Then, as he appeared so cheerfully and ignorantly at the breakfast table, Aunt Agatha's heart failed her. Her presence of mind also left her; she blurted out a few words to the effect that his father had had a bad accident, wished she had let him eat his breakfast in ignorance, hoped despairingly that he would guess the truth from her perturbation. But even this was denied her; he asked a great many questions and refused to eat till she made him, but gave no sign of suspecting anything beyond what she told him.

She saw that the suspense of waiting for his father's return would tell on him more than the worst certainty, but still she could not bring herself to break the truth to him. When at last she nerved herself to do it, it was too late.

"Come here and sit down by me, Harry," she said gently, but Harry, who was standing at one of the front windows, listlessly replied:

"Wait, there's something coming up the street."

"Just a minute, dear, I want to talk to you," said Aunt Agatha, going over and trying to push him gently away from the window. But Harry's attention was caught and he refused to move.

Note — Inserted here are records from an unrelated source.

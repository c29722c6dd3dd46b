use soroban_sdk::contracterror;

/// Error codes for the auction contract, grouped by hundreds per
/// [`ErrorKind`].
#[contracterror]
#[derive(Copy, Clone, Debug, Eq, PartialEq, PartialOrd, Ord)]
#[repr(u32)]
pub enum Error {
    /// Bid placed at or before the start timestamp
    AuctionNotStarted = 100,
    /// Bid placed at or after the end timestamp
    AuctionEnded = 101,
    /// Item added at or after the start timestamp
    AuctionAlreadyStarted = 102,
    /// Close attempted before the end timestamp
    AuctionNotEnded = 103,
    /// Auction has already been closed
    AuctionClosed = 104,

    /// Manager capability missing, not held by caller, or for another auction
    InvalidManagerCap = 200,
    /// Claim capability missing, already redeemed, not held by caller, or mismatched
    InvalidClaimCap = 201,

    /// Payment below the current minimum bid
    BidTooLow = 300,
    /// Payment is not positive or the next minimum overflows
    InvalidAmount = 301,

    /// Item registry is full
    ItemCapacityExceeded = 400,

    AuctionNotFound = 500,
    CapNotFound = 501,
    /// Auction still holds items, a live bid, or unredeemed claims
    AuctionNotEmpty = 502,
    ItemAlreadyRegistered = 503,
    /// Start timestamp is not before end timestamp
    InvalidTimeWindow = 504,
    /// A pricing field is negative
    InvalidPricing = 505,
    AuctionNameEmpty = 506,
}

#[derive(Copy, Clone, Debug, Eq, PartialEq)]
pub enum ErrorKind {
    WindowViolation,
    AuthorizationFailure,
    InsufficientBid,
    CapacityExceeded,
    InvalidState,
}

impl Error {
    pub fn kind(self) -> ErrorKind {
        match self as u32 {
            100..=199 => ErrorKind::WindowViolation,
            200..=299 => ErrorKind::AuthorizationFailure,
            300..=399 => ErrorKind::InsufficientBid,
            400..=499 => ErrorKind::CapacityExceeded,
            _ => ErrorKind::InvalidState,
        }
    }
}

"I thought it might be Father. Do you think it's Father, Aunt Agatha? It moves so slowly I can't see.... Yes, it's turning in at the gate. What sort of a thing is it, anyway?..."

The next moment his own eyes answered the question, and with a little cry he toppled backward into her arms.

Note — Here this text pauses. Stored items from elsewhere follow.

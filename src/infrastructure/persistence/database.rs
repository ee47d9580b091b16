use anyhow::{Context, Result};

use sqlx::sqlite::{SqliteConnectOptions, SqlitePool, SqlitePoolOptions};
use std::path::Path;
use std::str::FromStr;
use tokio::fs;
use tracing::info;

/// Singleton database wrapper
#[derive(Clone)]
pub struct Database {
    pub pool: SqlitePool,
}

impl Database {
    pub async fn new(db_url: &str) -> Result<Self> {
        if let Some(path_part) = db_url.strip_prefix("sqlite://") {
            let path = Path::new(path_part);
            if let Some(parent) = path.parent()
                && !parent.exists()
                && !parent.as_os_str().is_empty()
            {
                fs::create_dir_all(parent)
                    .await
                    .context("Failed to create database directory")?;
            }
        }

        let options = SqliteConnectOptions::from_str(db_url)?
            .create_if_missing(true)
            .journal_mode(sqlx::sqlite::SqliteJournalMode::Wal);

        let pool = SqlitePoolOptions::new()
            .max_connections(5)
            .connect_with(options)
            .await
            .context("Failed to connect to SQLite database")?;

        info!("Connected to database: {}", db_url);

        let db = Self { pool };
        db.init().await?;

        Ok(db)
    }

    /// Initialize database schema
    async fn init(&self) -> Result<()> {
        let mut conn = self.pool.acquire().await?;

        sqlx::query(
            r#"
            CREATE TABLE IF NOT EXISTS candles_1m (
                symbol TEXT NOT NULL,
                interval TEXT NOT NULL,
                open_time INTEGER NOT NULL,
                close_time INTEGER NOT NULL,
                open TEXT NOT NULL,
                high TEXT NOT NULL,
                low TEXT NOT NULL,
                close TEXT NOT NULL,
                volume TEXT NOT NULL,
                trades INTEGER NOT NULL,
                UNIQUE(symbol, interval, open_time)
            );
            CREATE INDEX IF NOT EXISTS idx_candles_1m_symbol_interval_close
            ON candles_1m (symbol, interval, close_time);
            "#,
        )
        .execute(&mut *conn)
        .await
        .context("Failed to create candles_1m table")?;

        sqlx::query(
            r#"
            CREATE TABLE IF NOT EXISTS processing_offsets (
                stream_key TEXT PRIMARY KEY,
                last_closed_open_time INTEGER NOT NULL,
                last_sync_at INTEGER NOT NULL
            );
            "#,
        )
        .execute(&mut *conn)
        .await
        .context("Failed to create processing_offsets table")?;

        sqlx::query(
            r#"
            CREATE TABLE IF NOT EXISTS indicator_sets (
                id INTEGER PRIMARY KEY AUTOINCREMENT,
                symbol TEXT NOT NULL,
                ema_fast INTEGER NOT NULL,
                ema_slow INTEGER NOT NULL,
                atr_window INTEGER NOT NULL,
                cfg_hash TEXT NOT NULL,
                status TEXT NOT NULL,
                UNIQUE(symbol, ema_fast, ema_slow, atr_window)
            );
            CREATE INDEX IF NOT EXISTS idx_indicator_sets_symbol_status
            ON indicator_sets (symbol, status);
            "#,
        )
        .execute(&mut *conn)
        .await
        .context("Failed to create indicator_sets table")?;

        sqlx::query(
            r#"
            CREATE TABLE IF NOT EXISTS indicators_1m (
                symbol TEXT NOT NULL,
                close_time INTEGER NOT NULL,
                cfg_hash TEXT NOT NULL,
                open REAL NOT NULL,
                high REAL NOT NULL,
                low REAL NOT NULL,
                close REAL NOT NULL,
                ema_fast REAL NOT NULL,
                ema_slow REAL NOT NULL,
                atr_pct REAL NOT NULL,
                UNIQUE(symbol, close_time, cfg_hash)
            );
            "#,
        )
        .execute(&mut *conn)
        .await
        .context("Failed to create indicators_1m table")?;

        sqlx::query(
            r#"
            CREATE TABLE IF NOT EXISTS strategies (
                id TEXT PRIMARY KEY,
                name TEXT NOT NULL,
                symbol TEXT NOT NULL,
                status TEXT NOT NULL,
                indicator_set_cfg_hash TEXT NOT NULL,
                params_json TEXT NOT NULL,
                dex TEXT,
                alias TEXT,
                token0_address TEXT,
                token1_address TEXT,
                UNIQUE(name, symbol)
            );
            CREATE INDEX IF NOT EXISTS idx_strategies_status_symbol ON strategies (status, symbol);
            CREATE INDEX IF NOT EXISTS idx_strategies_cfg_hash_status
            ON strategies (indicator_set_cfg_hash, status);
            "#,
        )
        .execute(&mut *conn)
        .await
        .context("Failed to create strategies table")?;

        sqlx::query(
            r#"
            CREATE TABLE IF NOT EXISTS strategy_episodes (
                id INTEGER PRIMARY KEY AUTOINCREMENT,
                strategy_id TEXT NOT NULL,
                symbol TEXT NOT NULL,
                status TEXT NOT NULL,
                open_time INTEGER NOT NULL,
                open_price REAL NOT NULL,
                pa REAL NOT NULL,
                pb REAL NOT NULL,
                pool_type TEXT NOT NULL,
                mode_on_open TEXT NOT NULL,
                majority_on_open TEXT NOT NULL,
                target_major_pct REAL NOT NULL,
                target_minor_pct REAL NOT NULL,
                last_event_bar INTEGER NOT NULL,
                out_above_streak INTEGER NOT NULL,
                out_below_streak INTEGER NOT NULL,
                atr_streak_json TEXT NOT NULL,
                close_time INTEGER,
                close_price REAL,
                close_reason TEXT,
                dex TEXT,
                alias TEXT,
                token0_address TEXT,
                token1_address TEXT
            );
            CREATE INDEX IF NOT EXISTS idx_strategy_episodes_strategy_status
            ON strategy_episodes (strategy_id, status);
            CREATE INDEX IF NOT EXISTS idx_strategy_episodes_strategy_open_time
            ON strategy_episodes (strategy_id, open_time DESC);
            "#,
        )
        .execute(&mut *conn)
        .await
        .context("Failed to create strategy_episodes table")?;

        sqlx::query(
            r#"
            CREATE TABLE IF NOT EXISTS signals (
                id INTEGER PRIMARY KEY AUTOINCREMENT,
                strategy_id TEXT NOT NULL,
                ts INTEGER NOT NULL,
                signal_type TEXT NOT NULL,
                status TEXT NOT NULL,
                attempts INTEGER NOT NULL,
                cfg_hash TEXT NOT NULL,
                symbol TEXT NOT NULL,
                steps_json TEXT NOT NULL,
                episode_json TEXT NOT NULL,
                last_error TEXT,
                created_at INTEGER NOT NULL,
                updated_at INTEGER NOT NULL,
                UNIQUE(strategy_id, ts, signal_type)
            );
            CREATE INDEX IF NOT EXISTS idx_signals_status_created
            ON signals (status, created_at DESC);
            "#,
        )
        .execute(&mut *conn)
        .await
        .context("Failed to create signals table")?;

        info!("Database schema initialized.");
        Ok(())
    }
}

James' reception of the news was characteristically different. His behavior was generally referred to by the family as "wonderful." He certainly was very calm throughout. He was informed of his father's death on the Sunday morning by the headmaster of his school, to whom Aunt Agatha had telegraphed the night before.

"I suppose I'd better go home," was his first comment.

"I suppose you had," replied the schoolmaster, and he was rather at a loss for what to say next. He had certainly expected more of a demonstration than this. "Somebody had better go with you. Whom would you like to have go?"